Information provided below:

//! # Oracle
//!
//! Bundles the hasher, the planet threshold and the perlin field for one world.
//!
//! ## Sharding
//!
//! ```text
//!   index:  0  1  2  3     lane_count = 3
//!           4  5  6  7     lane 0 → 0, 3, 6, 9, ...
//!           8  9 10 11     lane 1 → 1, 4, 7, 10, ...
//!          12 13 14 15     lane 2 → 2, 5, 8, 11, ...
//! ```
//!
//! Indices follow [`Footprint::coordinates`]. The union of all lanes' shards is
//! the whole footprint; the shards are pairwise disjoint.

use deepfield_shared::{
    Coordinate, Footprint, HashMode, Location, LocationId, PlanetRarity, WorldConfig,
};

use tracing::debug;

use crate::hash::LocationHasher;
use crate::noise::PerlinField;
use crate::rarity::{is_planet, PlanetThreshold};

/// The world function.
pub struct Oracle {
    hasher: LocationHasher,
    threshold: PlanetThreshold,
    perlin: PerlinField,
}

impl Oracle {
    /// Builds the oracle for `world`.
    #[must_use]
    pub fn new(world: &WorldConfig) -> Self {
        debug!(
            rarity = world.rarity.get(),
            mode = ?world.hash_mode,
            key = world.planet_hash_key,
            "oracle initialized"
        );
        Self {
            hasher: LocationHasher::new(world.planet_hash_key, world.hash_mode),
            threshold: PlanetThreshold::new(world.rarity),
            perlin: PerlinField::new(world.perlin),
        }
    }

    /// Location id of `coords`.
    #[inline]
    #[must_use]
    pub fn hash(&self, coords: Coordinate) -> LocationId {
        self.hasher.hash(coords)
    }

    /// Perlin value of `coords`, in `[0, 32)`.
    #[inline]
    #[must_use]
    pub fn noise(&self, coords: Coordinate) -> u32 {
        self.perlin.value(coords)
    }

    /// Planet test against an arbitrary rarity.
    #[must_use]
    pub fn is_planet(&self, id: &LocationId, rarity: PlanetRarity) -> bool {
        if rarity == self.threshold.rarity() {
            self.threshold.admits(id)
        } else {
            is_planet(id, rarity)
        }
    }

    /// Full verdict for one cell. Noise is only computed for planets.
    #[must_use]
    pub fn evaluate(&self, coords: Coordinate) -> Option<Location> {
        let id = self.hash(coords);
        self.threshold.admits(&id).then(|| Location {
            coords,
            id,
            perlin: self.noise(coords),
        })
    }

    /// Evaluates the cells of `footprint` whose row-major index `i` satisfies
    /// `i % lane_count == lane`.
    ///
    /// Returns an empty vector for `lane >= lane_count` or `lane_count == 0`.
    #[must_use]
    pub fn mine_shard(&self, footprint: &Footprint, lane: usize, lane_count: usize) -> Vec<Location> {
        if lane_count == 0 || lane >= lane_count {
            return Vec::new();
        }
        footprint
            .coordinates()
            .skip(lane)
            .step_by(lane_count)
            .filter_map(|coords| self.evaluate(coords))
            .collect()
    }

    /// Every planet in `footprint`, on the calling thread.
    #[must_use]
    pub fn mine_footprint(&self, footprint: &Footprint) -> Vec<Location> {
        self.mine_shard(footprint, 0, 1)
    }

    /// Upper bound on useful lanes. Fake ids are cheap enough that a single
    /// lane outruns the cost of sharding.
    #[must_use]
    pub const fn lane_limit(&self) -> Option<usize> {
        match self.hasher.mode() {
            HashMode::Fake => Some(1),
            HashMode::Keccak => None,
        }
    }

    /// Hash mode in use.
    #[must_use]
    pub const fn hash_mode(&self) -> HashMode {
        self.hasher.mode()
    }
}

End of Information provided.

Your assignment: Your answer should be the full set of records above, restated exactly.

Exercise output:
//! # Oracle
//!
//! Bundles the hasher, the planet threshold and the perlin field for one world.
//!
//! ## Sharding
//!
//! ```text
//!   index:  0  1  2  3     lane_count = 3
//!           4  5  6  7     lane 0 → 0, 3, 6, 9, ...
//!           8  9 10 11     lane 1 → 1, 4, 7, 10, ...
//!          12 13 14 15     lane 2 → 2, 5, 8, 11, ...
//! ```
//!
//! Indices follow [`Footprint::coordinates`]. The union of all lanes' shards is
//! the whole footprint; the shards are pairwise disjoint.

use deepfield_shared::{
    Coordinate, Footprint, HashMode, Location, LocationId, PlanetRarity, WorldConfig,
};

use tracing::debug;

use crate::hash::LocationHasher;
use crate::noise::PerlinField;
use crate::rarity::{is_planet, PlanetThreshold};

/// The world function.
pub struct Oracle {
    hasher: LocationHasher,
    threshold: PlanetThreshold,
    perlin: PerlinField,
}

impl Oracle {
    /// Builds the oracle for `world`.
    #[must_use]
    pub fn new(world: &WorldConfig) -> Self {
        debug!(
            rarity = world.rarity.get(),
            mode = ?world.hash_mode,
            key = world.planet_hash_key,
            "oracle initialized"
        );
        Self {
            hasher: LocationHasher::new(world.planet_hash_key, world.hash_mode),
            threshold: PlanetThreshold::new(world.rarity),
            perlin: PerlinField::new(world.perlin),
        }
    }

    /// Location id of `coords`.
    #[inline]
    #[must_use]
    pub fn hash(&self, coords: Coordinate) -> LocationId {
        self.hasher.hash(coords)
    }

    /// Perlin value of `coords`, in `[0, 32)`.
    #[inline]
    #[must_use]
    pub fn noise(&self, coords: Coordinate) -> u32 {
        self.perlin.value(coords)
    }

    /// Planet test against an arbitrary rarity.
    #[must_use]
    pub fn is_planet(&self, id: &LocationId, rarity: PlanetRarity) -> bool {
        if rarity == self.threshold.rarity() {
            self.threshold.admits(id)
        } else {
            is_planet(id, rarity)
        }
    }

    /// Full verdict for one cell. Noise is only computed for planets.
    #[must_use]
    pub fn evaluate(&self, coords: Coordinate) -> Option<Location> {
        let id = self.hash(coords);
        self.threshold.admits(&id).then(|| Location {
            coords,
            id,
            perlin: self.noise(coords),
        })
    }

    /// Evaluates the cells of `footprint` whose row-major index `i` satisfies
    /// `i % lane_count == lane`.
    ///
    /// Returns an empty vector for `lane >= lane_count` or `lane_count == 0`.
    #[must_use]
    pub fn mine_shard(&self, footprint: &Footprint, lane: usize, lane_count: usize) -> Vec<Location> {
        if lane_count == 0 || lane >= lane_count {
            return Vec::new();
        }
        footprint
            .coordinates()
            .skip(lane)
            .step_by(lane_count)
            .filter_map(|coords| self.evaluate(coords))
            .collect()
    }

    /// Every planet in `footprint`, on the calling thread.
    #[must_use]
    pub fn mine_footprint(&self, footprint: &Footprint) -> Vec<Location> {
        self.mine_shard(footprint, 0, 1)
    }

    /// Upper bound on useful lanes. Fake ids are cheap enough that a single
    /// lane outruns the cost of sharding.
    #[must_use]
    pub const fn lane_limit(&self) -> Option<usize> {
        match self.hasher.mode() {
            HashMode::Fake => Some(1),
            HashMode::Keccak => None,
        }
    }

    /// Hash mode in use.
    #[must_use]
    pub const fn hash_mode(&self) -> HashMode {
        self.hasher.mode()
    }
}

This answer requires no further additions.